When I step back and think about what motivates me early in a relationship with an entrepreneur, it’s the product. I only invest in domains that I know well, so I don’t need fancy market studies (which are always wrong), financial models (which are always wrong), or customer needs analyses (which are always wrong). I want to play with the product, touch the product, understand the product – and understand where the founder thinks the product is going.
I don’t create products anymore (I invest in companies that create them), but I’m a great alpha tester. I’ve always been good at this for some reason – bugs just find me. While my UX design skills are merely adequate, I’ve got a great feel for how to simplify things and make them cleaner. Plus I’m happy to just grind and grind and grind on the product, offering both detailed and high level feedback indefinitely.
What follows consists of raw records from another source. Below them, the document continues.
//! Postgres persistence for the Turnio early-access backend.
//!
//! Pool construction, migrations, and the repository layer for the
//! `leads` table. [`PgLeadStore`] adapts the pool to the write-only
//! [`LeadStore`](turnio_core::signup::LeadStore) seam the signup
//! workflow depends on.

pub mod models;
pub mod repositories;

pub use repositories::lead_repo::PgLeadStore;

use sqlx::postgres::PgPoolOptions;
use sqlx::PgPool;

/// Convenience alias used across the workspace.
pub type DbPool = PgPool;

/// Create a connection pool for the given database URL.
pub async fn create_pool(database_url: &str) -> Result<DbPool, sqlx::Error> {
    PgPoolOptions::new()
        .max_connections(10)
        .connect(database_url)
        .await
}

/// Verify the database is reachable with a trivial round-trip query.
pub async fn health_check(pool: &DbPool) -> Result<(), sqlx::Error> {
    sqlx::query_scalar::<_, i32>("SELECT 1").fetch_one(pool).await?;
    Ok(())
}

/// Apply pending migrations from `db/migrations`.
pub async fn run_migrations(pool: &DbPool) -> Result<(), sqlx::migrate::MigrateError> {
    sqlx::migrate!("../../db/migrations").run(pool).await
}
How a founder/CEO reacts to this speaks volumes to me. I probably first noticed this when interacting with Dick Costolo at FeedBurner when I first met him. I am FeedBurner publisher #699 and used it for my blog back when it was “pre-Alpha”. I had an issue – sent support@feedburner.com a note – and instantly got a reply from Dick. I had no idea who Dick was, but he helped me and I quickly realized he was the CEO. Over the next six months we interacted regularly about the product and when he was ready to start fundraising, I quickly made him an offer and we became the lead investor in the round. My obsession with the product didn’t stop there (as Eric Lunt and many of the other FeedBurner gang can tell you – I still occasionally email SteveO bugs that I find.)
I can give a bunch of other examples like FeedBurner, but I wrap up by saying that I’m just as obsessed with product as the founders. And – as I realize what results in success in my world, I get even more obsessed. Plus, I really like to play with software.